7. The price reported in Column 4 is a weighted average price. These Shares were sold in multiple transactions at prices ranging from $31.49 to $32.46 inclusive. Upon request, the Reporting Persons undertake to provide the Issuer, any security holder of the Issuer, or the SEC full information regarding the Shares sold at each separate price within the range set forth in this footnote.
8. These Shares are held of record by OrbiMed Private Investments III, LP ("OPI III"). OrbiMed Capital GP III LLC ("GP III") is the general partner of OPI III, and OrbiMed Advisors LLC ("Advisors"), a registered adviser under the Investment Advisors Act of 1940, as amended, is the managing member of GP III. By virtue of such relationships, GP III and Advisors may be deemed to have voting and investment power over the securities held by OPI III and as a result may be deemed to beneficially own such securities for purposes of Rule 13d-3 under the Securities Exchange Act of 1934, as amended (the "Exchange Act"). Advisors exercised this investment and voting power through a management committee comprised of Carl L. Gordon, Sven H. Borho and Jonathan T. Silverstein, each of whom disclaims beneficial ownership of the Shares held by OPI III.
9. These Shares are held of record by OrbiMed Associates III, LP ("Associates III"). Advisors is the general partner of Associates III. By virtue of such relationships, Advisors may be deemed to have voting and investment power over the securities held by Associates III and as a result may be deemed to have beneficial ownership over such securities. Advisors exercised this investment and voting power through a management committee comprised of Carl L. Gordon, Sven H. Borho and Jonathan T. Silverstein, each of whom disclaims beneficial ownership of the Shares held by Associates III.

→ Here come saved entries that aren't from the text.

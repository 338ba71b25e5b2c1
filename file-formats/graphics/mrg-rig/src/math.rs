//! Transform math for joint composition and keyframe interpolation
//!
//! Rotations are stored as Euler angles in radians, ordered X, Y, Z, and
//! compose as `R = Rz * Ry * Rx`. Matrices follow glam's column-vector
//! convention, so a joint's world matrix is `parent_world * local`.
//!
//! Two composition routines exist because a parent's non-uniform scale does
//! not commute with a child's rotation. [`transform_skewed`] is the plain
//! scale/rotation/translation product; [`transform`] additionally rescales
//! each off-diagonal term coupling axis `i` to axis `j` by
//! `parent_scale[i] / parent_scale[j]`.

use std::f64::consts::TAU;

use glam::{DMat3, DMat4, DQuat, DVec3, DVec4};

/// Fixed-point rotation units per full turn
pub const TURN_UNITS: f64 = 65536.0;

/// Below this, an interpolation angle is treated as zero
const ANGLE_EPSILON: f64 = 1e-10;

/// Convert a 1/65536-turn fixed-point angle to radians
pub fn turns_to_radians(units: i32) -> f64 {
    TAU * f64::from(units) / TURN_UNITS
}

/// Convert a fixed-point XYZ rotation triple to radians
pub fn rotation_from_turns(units: [i32; 3]) -> DVec3 {
    DVec3::new(
        turns_to_radians(units[0]),
        turns_to_radians(units[1]),
        turns_to_radians(units[2]),
    )
}

/// Convert XYZ Euler angles to a unit quaternion
pub fn to_quaternion(euler: DVec3) -> DQuat {
    let (sx, cx) = (euler.x * 0.5).sin_cos();
    let (sy, cy) = (euler.y * 0.5).sin_cos();
    let (sz, cz) = (euler.z * 0.5).sin_cos();

    DQuat::from_xyzw(
        sx * cy * cz - cx * sy * sz,
        cx * sy * cz + sx * cy * sz,
        cx * cy * sz - sx * sy * cz,
        cx * cy * cz + sx * sy * sz,
    )
    .normalize()
}

/// Convert a quaternion back to XYZ Euler angles
///
/// The pitch term is clamped to `[-1, 1]` before `asin`, since rounding can
/// push it just past the domain near gimbal lock.
pub fn to_euler(quaternion: DQuat) -> DVec3 {
    let q = quaternion.normalize();

    let x = (2.0 * (q.w * q.x + q.y * q.z)).atan2(1.0 - 2.0 * (q.x * q.x + q.y * q.y));
    let y = (2.0 * (q.w * q.y - q.z * q.x)).clamp(-1.0, 1.0).asin();
    let z = (2.0 * (q.w * q.z + q.x * q.y)).atan2(1.0 - 2.0 * (q.y * q.y + q.z * q.z));

    DVec3::new(x, y, z)
}

/// Spherical linear interpolation between two unit quaternions
///
/// With `shortest_path`, a negative dot product flips the target so the
/// blend takes the shorter arc. Without it the raw arc is followed.
pub fn slerp(from: DQuat, to: DQuat, t: f64, shortest_path: bool) -> DQuat {
    let mut dot = from.dot(to).clamp(-1.0, 1.0);
    let mut to = to;

    if shortest_path && dot < 0.0 {
        dot = -dot;
        to = -to;
    }

    let theta = dot.acos();
    let sin_theta = theta.sin();

    let (w_from, w_to) = if sin_theta.abs() < ANGLE_EPSILON {
        (1.0 - t, t)
    } else {
        (
            ((1.0 - t) * theta).sin() / sin_theta,
            (t * theta).sin() / sin_theta,
        )
    };

    let blended = from * w_from + to * w_to;
    let length = blended.length();
    if length > ANGLE_EPSILON && length.is_finite() {
        blended / length
    } else {
        from
    }
}

/// Component-wise linear interpolation of two vectors
pub fn lerp(a: DVec3, b: DVec3, t: f64) -> DVec3 {
    a * (1.0 - t) + b * t
}

/// Compose scale, rotation and translation into a local matrix
pub fn transform_skewed(position: DVec3, rotation: DVec3, scale: DVec3) -> DMat4 {
    let (sx, cx) = rotation.x.sin_cos();
    let (sy, cy) = rotation.y.sin_cos();
    let (sz, cz) = rotation.z.sin_cos();

    DMat4::from_cols(
        DVec4::new(cy * cz, cy * sz, -sy, 0.0) * scale.x,
        DVec4::new(sx * sy * cz - cx * sz, sx * sy * sz + cx * cz, sx * cy, 0.0) * scale.y,
        DVec4::new(cx * sy * cz + sx * sz, cx * sy * sz - sx * cz, cx * cy, 0.0) * scale.z,
        position.extend(1.0),
    )
}

/// Compose a local matrix corrected for the parent's cumulative scale
pub fn transform(position: DVec3, rotation: DVec3, scale: DVec3, parent_scale: DVec3) -> DMat4 {
    let mut matrix = transform_skewed(position, rotation, scale);
    apply_skew_correction(&mut matrix, parent_scale);
    matrix
}

/// Rescale the off-diagonal rotation terms by the parent's axis ratios
///
/// Ratios that are not finite (a parent collapsed to zero on an axis) leave
/// the entry untouched.
pub fn apply_skew_correction(matrix: &mut DMat4, parent_scale: DVec3) {
    let scale = parent_scale.to_array();

    for (i, numerator) in scale.iter().enumerate() {
        let column = matrix.col_mut(i);
        for (j, denominator) in scale.iter().enumerate() {
            if i == j {
                continue;
            }
            let ratio = numerator / denominator;
            if ratio.is_finite() {
                column[j] *= ratio;
            }
        }
    }
}

/// Invert an affine world matrix for skinning
///
/// The linear part is the inverse of the world's upper 3x3; the translation
/// is the world translation carried back through that inverse.
pub fn inverse_bind(world: &DMat4) -> DMat4 {
    let linear = DMat3::from_mat4(*world).inverse();
    let translation = -(linear * world.w_axis.truncate());

    DMat4::from_cols(
        linear.x_axis.extend(0.0),
        linear.y_axis.extend(0.0),
        linear.z_axis.extend(0.0),
        translation.extend(1.0),
    )
}
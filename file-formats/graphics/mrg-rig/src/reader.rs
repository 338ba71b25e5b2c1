//! Bounds-checked little-endian access to archive buffers
//!
//! Every record in the archive is addressed by an offset into one shared,
//! read-only byte buffer. [`ByteReader`] claims a record's byte range up
//! front and then hands out fields sequentially, so a truncated archive
//! surfaces as [`MrgError::UnexpectedEof`] instead of an out-of-range read.

use byteorder::{ByteOrder, LittleEndian};

use crate::error::{MrgError, Result};

/// Sequential reader over one fixed-size record in a byte buffer
#[derive(Debug, Clone)]
pub struct ByteReader<'a> {
    record: &'a [u8],
    offset: usize,
    pos: usize,
}

impl<'a> ByteReader<'a> {
    /// Claim `len` bytes of `data` starting at `offset`
    pub fn at(data: &'a [u8], offset: usize, len: usize) -> Result<Self> {
        let record = offset
            .checked_add(len)
            .and_then(|end| data.get(offset..end))
            .ok_or(MrgError::UnexpectedEof {
                offset,
                needed: len,
                available: data.len(),
            })?;

        Ok(Self {
            record,
            offset,
            pos: 0,
        })
    }

    /// Absolute buffer offset of the next unread byte
    pub fn position(&self) -> usize {
        self.offset + self.pos
    }

    /// Bytes left in the claimed record
    pub fn remaining(&self) -> usize {
        self.record.len() - self.pos
    }

    fn take(&mut self, n: usize) -> Result<&'a [u8]> {
        let bytes = self
            .record
            .get(self.pos..self.pos + n)
            .ok_or(MrgError::UnexpectedEof {
                offset: self.position(),
                needed: n,
                available: self.remaining(),
            })?;
        self.pos += n;
        Ok(bytes)
    }

    pub fn skip(&mut self, n: usize) -> Result<()> {
        self.take(n).map(|_| ())
    }

    pub fn read_u16(&mut self) -> Result<u16> {
        Ok(LittleEndian::read_u16(self.take(2)?))
    }

    pub fn read_i16(&mut self) -> Result<i16> {
        Ok(LittleEndian::read_i16(self.take(2)?))
    }

    pub fn read_u32(&mut self) -> Result<u32> {
        Ok(LittleEndian::read_u32(self.take(4)?))
    }

    pub fn read_i32(&mut self) -> Result<i32> {
        Ok(LittleEndian::read_i32(self.take(4)?))
    }

    pub fn read_f32(&mut self) -> Result<f32> {
        Ok(LittleEndian::read_f32(self.take(4)?))
    }

    /// Read three consecutive floats, widened to f64
    pub fn read_f32x3(&mut self) -> Result<[f64; 3]> {
        Ok([
            f64::from(self.read_f32()?),
            f64::from(self.read_f32()?),
            f64::from(self.read_f32()?),
        ])
    }

    /// Read three consecutive signed 32-bit integers
    pub fn read_i32x3(&mut self) -> Result<[i32; 3]> {
        Ok([self.read_i32()?, self.read_i32()?, self.read_i32()?])
    }
}

/// Resolve a signed offset stored in the archive against a base offset
pub fn resolve_offset(base: usize, relative: i32) -> Result<usize> {
    base.checked_add_signed(relative as isize).ok_or_else(|| {
        MrgError::ParseError(format!(
            "relative offset {relative} from {base:#x} points before the buffer"
        ))
    })
}
//! Skeleton trees decoded from joint records
//!
//! Joint records carry no count. Each record links to its first child and
//! its next sibling through offsets relative to the start of the bone block,
//! with zero meaning "none". The tree is recovered by walking those links
//! child-first, which yields a depth-first pre-order numbering. Both the
//! build and the visitor walk use an explicit work stack, so tree depth is
//! bounded by [`MAX_JOINTS`] rather than the call stack.

use std::collections::HashSet;
use std::ops::Range;

use glam::{DMat4, DVec3};

use crate::error::{MrgError, Result};
use crate::joint::{BindPose, Joint};
use crate::math;
use crate::reader::{ByteReader, resolve_offset};
use crate::visit::SkeletonVisitor;

/// Upper bound on joints in one skeleton
pub const MAX_JOINTS: usize = 4096;

/// A joint record as stored in the bone block
#[derive(Debug, Clone, Copy, PartialEq)]
pub struct JointRecord {
    pub scale: [f64; 3],
    pub id: u16,
    /// Fixed-point XYZ rotation, 1/65536 of a turn
    pub rotation: [i32; 3],
    pub child_offset: i32,
    pub position: [f64; 3],
    pub sibling_offset: i32,
}

impl JointRecord {
    pub const SIZE: usize = 0x40;

    pub fn read(buf: &[u8], offset: usize) -> Result<Self> {
        let mut reader = ByteReader::at(buf, offset, Self::SIZE)?;

        let scale = reader.read_f32x3()?;
        let _padding = reader.read_i16()?;
        let id = reader.read_u16()?;
        let rotation = reader.read_i32x3()?;
        let child_offset = reader.read_i32()?;
        let position = reader.read_f32x3()?;
        let sibling_offset = reader.read_i32()?;
        // 4 reserved floats
        reader.skip(16)?;

        Ok(Self {
            scale,
            id,
            rotation,
            child_offset,
            position,
            sibling_offset,
        })
    }

    pub fn bind_pose(&self) -> BindPose {
        BindPose::new(
            DVec3::from_array(self.scale),
            DVec3::from_array(self.position),
            math::rotation_from_turns(self.rotation),
        )
    }
}

/// State threaded through one skeleton build
struct BuildContext<'a> {
    buf: &'a [u8],
    base: usize,
    joints: Vec<Joint>,
    visited: HashSet<usize>,
}

impl<'a> BuildContext<'a> {
    fn new(buf: &'a [u8], base: usize) -> Self {
        Self {
            buf,
            base,
            joints: Vec::new(),
            visited: HashSet::new(),
        }
    }

    /// Traversal order the next joint receives
    fn next_order(&self) -> usize {
        self.joints.len()
    }

    /// Walk child and sibling links from the root record
    ///
    /// Each pending link carries the parent its record attaches to. A
    /// record's sibling link is pushed before its child link so the child
    /// subtree is numbered first.
    fn build(&mut self) -> Result<()> {
        let mut pending: Vec<(i32, Option<usize>)> = vec![(0, None)];

        while let Some((relative, parent)) = pending.pop() {
            let offset = resolve_offset(self.base, relative)?;
            if !self.visited.insert(offset) {
                return Err(MrgError::CyclicJointLink { offset });
            }
            if self.joints.len() >= MAX_JOINTS {
                return Err(MrgError::TooManyJoints(MAX_JOINTS));
            }

            let record = JointRecord::read(self.buf, offset)?;
            let order = self.next_order();
            let parent_joint = parent.and_then(|index| self.joints.get(index));
            let joint = Joint::new(record.id, order, record.bind_pose(), parent_joint);

            log::trace!(
                "Joint {} (id {}) at {:#x}, parent {:?}",
                order,
                record.id,
                offset,
                parent
            );

            self.joints.push(joint);
            if let Some(parent) = parent.and_then(|index| self.joints.get_mut(index)) {
                parent.add_child(order);
            }

            if record.sibling_offset != 0 {
                if parent.is_none() {
                    return Err(MrgError::ValidationError(format!(
                        "root joint at {offset:#x} links a sibling; a skeleton has one root"
                    )));
                }
                pending.push((record.sibling_offset, parent));
            }
            if record.child_offset != 0 {
                pending.push((record.child_offset, Some(order)));
            }
        }

        Ok(())
    }
}

/// Pending step of a visitor walk
enum WalkStep {
    Enter(usize, usize),
    Leave(usize, usize),
}

/// A joint tree with a single root
///
/// Joints are stored in traversal order, so a joint's index is its
/// [`order`](Joint::order) and every parent precedes its children.
#[derive(Debug, Clone)]
pub struct Skeleton {
    joints: Vec<Joint>,
}

impl Skeleton {
    /// Build a skeleton from the bone block starting at `offset`
    ///
    /// The root record sits at the start of the block.
    pub fn from_buffer(buf: &[u8], offset: usize) -> Result<Self> {
        let mut context = BuildContext::new(buf, offset);
        context.build()?;

        log::debug!(
            "Built skeleton with {} joints from bone block at {:#x}",
            context.joints.len(),
            offset
        );

        Ok(Self {
            joints: context.joints,
        })
    }

    /// Number of joints, one more than the highest traversal order
    pub fn joint_count(&self) -> usize {
        self.joints.len()
    }

    pub fn root(&self) -> &Joint {
        &self.joints[0]
    }

    /// All joints in traversal order
    pub fn joints(&self) -> &[Joint] {
        &self.joints
    }

    /// Persistent IDs in traversal order
    pub fn joint_ids(&self) -> impl Iterator<Item = u16> + '_ {
        self.joints.iter().map(Joint::id)
    }

    /// First joint in depth-first order with the given persistent ID
    pub fn find(&self, id: u16) -> Option<&Joint> {
        self.joints.iter().find(|joint| joint.id() == id)
    }

    /// Joint with the given traversal order
    pub fn find_by_order(&self, order: usize) -> Option<&Joint> {
        self.joints.get(order)
    }

    /// First joint under `start` (inclusive) with the given persistent ID
    pub fn find_in_subtree(&self, start: usize, id: u16) -> Option<&Joint> {
        self.joints[self.subtree(start)]
            .iter()
            .find(|joint| joint.id() == id)
    }

    /// Joint with the given traversal order, if it lies under `start`
    pub fn find_by_order_in_subtree(&self, start: usize, order: usize) -> Option<&Joint> {
        if self.subtree(start).contains(&order) {
            self.joints.get(order)
        } else {
            None
        }
    }

    /// Indices of `start` and all its descendants, in pre-order
    ///
    /// Pre-order storage keeps every subtree contiguous: it ends after the
    /// joint reached by following last children down from `start`. Empty
    /// when `start` is out of range.
    pub fn subtree(&self, start: usize) -> Range<usize> {
        if start >= self.joints.len() {
            return 0..0;
        }

        let mut last = start;
        while let Some(&child) = self.joints[last].children().last() {
            last = child;
        }
        start..last + 1
    }

    /// Split borrow of a joint and its already-updated parent
    pub(crate) fn joint_and_parent_mut(&mut self, index: usize) -> (&mut Joint, Option<&Joint>) {
        let (before, rest) = self.joints.split_at_mut(index);
        let joint = &mut rest[0];
        let parent = joint.parent().and_then(|parent| before.get(parent));
        (joint, parent)
    }

    /// Recompose bind-pose matrices for `start` and its descendants
    pub fn update_tree(&mut self, start: usize) {
        for index in self.subtree(start) {
            let (joint, parent) = self.joint_and_parent_mut(index);
            joint.rebind(parent);
        }
    }

    /// Replace degenerate bind scales
    ///
    /// Walks down single-child chains from the root to the first joint with
    /// several children and fixes that subtree. If that joint is the root
    /// itself, each of its children is fixed instead so the root keeps its
    /// own scale.
    pub fn fix_scaling(&mut self) {
        let mut current = 0;
        while let [only_child] = self.joints[current].children() {
            current = *only_child;
        }

        let starts = if current == 0 {
            self.joints[0].children().to_vec()
        } else {
            vec![current]
        };

        for start in starts {
            let mut changed = 0;
            for index in self.subtree(start) {
                if self.joints[index].fix_scale() {
                    changed += 1;
                }
            }
            if changed > 0 {
                log::debug!("Fixed degenerate scale on {changed} joints under joint {start}");
            }
            self.update_tree(start);
        }
    }

    /// Pose the whole skeleton at an animation frame
    pub fn set_frame(&mut self, frame: u32) {
        self.set_animation_frame(0, frame);
    }

    /// Pose `start` and its descendants at an animation frame
    ///
    /// Joints without an animation track keep their current local matrix but
    /// still follow their parent.
    pub fn set_animation_frame(&mut self, start: usize, frame: u32) {
        for index in self.subtree(start) {
            let (joint, parent) = self.joint_and_parent_mut(index);
            joint.pose(frame, parent);
        }
    }

    /// Frames of the merged animation, taken from the root's track
    pub fn frames(&self) -> &[u32] {
        self.root().track().frames()
    }

    /// Inverse-bind matrices in traversal order
    pub fn inverse_bind_matrices(&self) -> Vec<DMat4> {
        self.joints
            .iter()
            .map(|joint| *joint.inverse_bind_transform())
            .collect()
    }

    /// Visit every joint depth-first, root first
    pub fn walk<V: SkeletonVisitor + ?Sized>(&self, visitor: &mut V) {
        let mut steps = vec![WalkStep::Enter(0, 0)];

        while let Some(step) = steps.pop() {
            match step {
                WalkStep::Enter(index, depth) => {
                    let Some(joint) = self.joints.get(index) else {
                        continue;
                    };
                    visitor.enter_joint(joint, depth);
                    steps.push(WalkStep::Leave(index, depth));
                    steps.extend(
                        joint
                            .children()
                            .iter()
                            .rev()
                            .map(|&child| WalkStep::Enter(child, depth + 1)),
                    );
                }
                WalkStep::Leave(index, depth) => visitor.leave_joint(&self.joints[index], depth),
            }
        }
    }

    #[cfg(test)]
    pub(crate) fn joints_mut(&mut self) -> &mut [Joint] {
        &mut self.joints
    }
}
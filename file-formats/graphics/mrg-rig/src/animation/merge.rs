//! Keyframe resampling into dense per-joint tracks
//!
//! Position, rotation and scale are keyed independently, each with its own
//! irregular spacing. Merging walks every output frame of a block, samples
//! each channel at that frame and composes one local matrix against the
//! parent's cumulative scale at the same frame. Parents are merged before
//! their children so the inherited scale is always available.

use glam::DVec3;

use crate::joint::Joint;
use crate::math;

/// Relative deviation from 1.0 below which the scaling fix is dropped
pub const SCALING_FIX_TOLERANCE: f64 = 0.01;

/// One decoded keyframe
#[derive(Debug, Clone, Copy, PartialEq)]
pub struct Keyframe {
    /// Frame index within the block
    pub frame: i32,
    /// Position, scale, or XYZ Euler rotation in radians
    pub value: DVec3,
}

/// Raw keyframe streams of one joint for one block
#[derive(Debug, Clone, Default, PartialEq)]
pub struct JointKeyframes {
    pub position: Vec<Keyframe>,
    pub rotation: Vec<Keyframe>,
    pub scale: Vec<Keyframe>,
}

impl JointKeyframes {
    /// True when no channel carries keys
    pub fn is_static(&self) -> bool {
        self.position.is_empty() && self.rotation.is_empty() && self.scale.is_empty()
    }
}

/// Per-block switches that change how channels are resampled
#[derive(Debug, Clone, Copy, PartialEq, Eq, Default)]
pub struct MergeOptions {
    /// Interpolate rotations along the shorter quaternion arc
    pub shortest_path_rotation: bool,
    /// Estimate and divide out a position scaling factor
    pub scaling_fix: bool,
}

#[derive(Debug, Clone, Copy)]
enum Interpolation {
    Linear,
    Spherical { shortest_path: bool },
}

impl Interpolation {
    fn blend(self, from: DVec3, to: DVec3, t: f64) -> DVec3 {
        match self {
            Self::Linear => math::lerp(from, to, t),
            Self::Spherical { shortest_path } => math::to_euler(math::slerp(
                math::to_quaternion(from),
                math::to_quaternion(to),
                t,
                shortest_path,
            )),
        }
    }
}

/// Forward-only sampler over one keyframe stream
///
/// Frames must be queried in increasing order. Before the first key the first
/// key is held; past the last key the last key is held, which also makes a
/// single-key stream constant.
#[derive(Debug)]
struct ChannelCursor<'a> {
    keys: &'a [Keyframe],
    current: usize,
    interpolation: Interpolation,
}

impl<'a> ChannelCursor<'a> {
    fn new(keys: &'a [Keyframe], interpolation: Interpolation) -> Self {
        Self {
            keys,
            current: 0,
            interpolation,
        }
    }

    /// Value at `frame`, or None for an empty stream
    fn sample(&mut self, frame: i32) -> Option<DVec3> {
        while self
            .keys
            .get(self.current + 1)
            .is_some_and(|next| next.frame <= frame)
        {
            self.current += 1;
        }

        let key = self.keys.get(self.current)?;
        if frame <= key.frame {
            return Some(key.value);
        }

        let Some(next) = self.keys.get(self.current + 1) else {
            return Some(key.value);
        };

        let t = (f64::from(frame) - f64::from(key.frame))
            / (f64::from(next.frame) - f64::from(key.frame));
        Some(self.interpolation.blend(key.value, next.value, t))
    }
}

/// Estimate the per-axis factor dividing out the "stretchy limbs" artifact
///
/// Compares the first position key with the bind position carried through
/// the parent's scale. Axes with an unusable ratio borrow from another axis;
/// all axes then take the largest ratio. Returns ONE when the deviation is
/// within [`SCALING_FIX_TOLERANCE`] or the joint is one of the first two in
/// traversal order.
pub fn estimate_scaling_fix(
    first_position: DVec3,
    bind_position: DVec3,
    parent_scale: DVec3,
    order: usize,
) -> DVec3 {
    let usable = |ratio: f64| ratio.is_finite() && ratio != 0.0;

    let mut ratio = (first_position / (bind_position * parent_scale)).to_array();
    if !usable(ratio[0]) {
        ratio[0] = if usable(ratio[1]) { ratio[1] } else { ratio[2] };
    }
    if !usable(ratio[0]) {
        return DVec3::ONE;
    }
    for axis in 1..3 {
        if !usable(ratio[axis]) {
            ratio[axis] = ratio[0];
        }
    }

    let largest = ratio[0].max(ratio[1]).max(ratio[2]);
    if order > 1 && (largest - 1.0).abs() > SCALING_FIX_TOLERANCE {
        DVec3::splat(largest)
    } else {
        DVec3::ONE
    }
}

/// Parent cumulative scale at `frame`, ONE for the root
fn inherited_scale(parent: Option<&Joint>, frame: u32) -> DVec3 {
    parent.map_or(DVec3::ONE, |parent| {
        parent
            .track()
            .scale_at(frame)
            .unwrap_or_else(|| parent.cumulative_scale())
    })
}

/// Frames `base_frame..base_frame + frame_count`, cut short at `u32::MAX`
fn frame_range(base_frame: u32, frame_count: u32) -> std::ops::Range<u32> {
    base_frame..base_frame.saturating_add(frame_count)
}

/// Append one block's worth of dense samples to a joint's track
///
/// `parent` must already hold this block's samples. Frames are appended from
/// `base_frame` to `base_frame + frame_count - 1`; frames past `u32::MAX`
/// are not produced.
pub fn merge_joint(
    joint: &mut Joint,
    parent: Option<&Joint>,
    keys: &JointKeyframes,
    base_frame: u32,
    frame_count: u32,
    options: &MergeOptions,
) {
    let bind = *joint.bind_pose();

    if keys.is_static() {
        // Bind pose, re-corrected for the parent's scale at each frame
        for frame in frame_range(base_frame, frame_count) {
            let parent_scale = inherited_scale(parent, frame);
            let local = math::transform(bind.position, bind.rotation, bind.scale, parent_scale);
            joint
                .track_mut()
                .push(frame, local, parent_scale * bind.scale);
        }
        return;
    }

    let mut positions = ChannelCursor::new(&keys.position, Interpolation::Linear);
    let mut rotations = ChannelCursor::new(
        &keys.rotation,
        Interpolation::Spherical {
            shortest_path: options.shortest_path_rotation,
        },
    );
    let mut scales = ChannelCursor::new(&keys.scale, Interpolation::Linear);

    let scaling_fix = match keys.position.first() {
        Some(first) if options.scaling_fix => {
            let fix = estimate_scaling_fix(
                first.value,
                bind.position,
                inherited_scale(parent, base_frame),
                joint.order(),
            );
            if fix != DVec3::ONE {
                log::trace!(
                    "Joint {} (id {}) positions scaled down by {:.4}",
                    joint.order(),
                    joint.id(),
                    fix.x
                );
            }
            fix
        }
        _ => DVec3::ONE,
    };

    for frame in frame_range(base_frame, frame_count) {
        let i = frame - base_frame;
        let block_frame = i32::try_from(i).unwrap_or(i32::MAX);
        let parent_scale = inherited_scale(parent, frame);

        let rotation = rotations.sample(block_frame).unwrap_or(bind.rotation);
        let scale = scales.sample(block_frame).unwrap_or(bind.scale);
        let position = positions
            .sample(block_frame)
            .map_or(bind.position, |position| {
                position / (parent_scale * scaling_fix)
            });

        let local = math::transform(position, rotation, scale, parent_scale);
        joint.track_mut().push(frame, local, parent_scale * scale);
    }
}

10. Samuel D. Isaly, who was included as a Reporting Person on previous reports under Section 16 of the Exchange Act filed by GP III and Advisors, is no longer subject to Section 16 with respect to securities of the Issuer.
11. This report on Form 4 is jointly filed by GP III and Advisors. Each of the Reporting Persons disclaims beneficial ownership of the securities reported herein for purposes of Rule 16a-1(a) of the Exchange Act, except to the extent of its pecuniary interest therein, if any. The Reporting Persons have designated a representative, currently Jonathan T. Silverstein, a member of Advisors, to serve on the Issuer's board of directors. This report shall not be deemed an admission that any of the Reporting Persons is a beneficial owner of such securities for the purpose of Section 16 of the Exchange Act, or for any other purpose.
/s/ Sven H. Borho, Member of OrbiMed Advisors LLC 03/06/2018
/s/ Carl L. Gordon, Member of OrbiMed Advisors LLC 03/06/2018
/s/ Jonathan T. Silverstein, Member of OrbiMed Advisors LLC 03/06/2018
** Signature of Reporting Person Date
Reminder: Report on a separate line for each class of securities beneficially owned directly or indirectly.
* If the form is filed by more than one reporting person, see Instruction 4 (b)(v).
** Intentional misstatements or omissions of facts constitute Federal Criminal Violations See 18 U.S.C. 1001 and 15 U.S.C. 78ff(a).
Note: File three copies of this Form, one of which must be manually signed. If space is insufficient, see Instruction 6 for procedure.
Persons who respond to the collection of information contained in this form are not required to respond unless the form displays a currently valid OMB Number.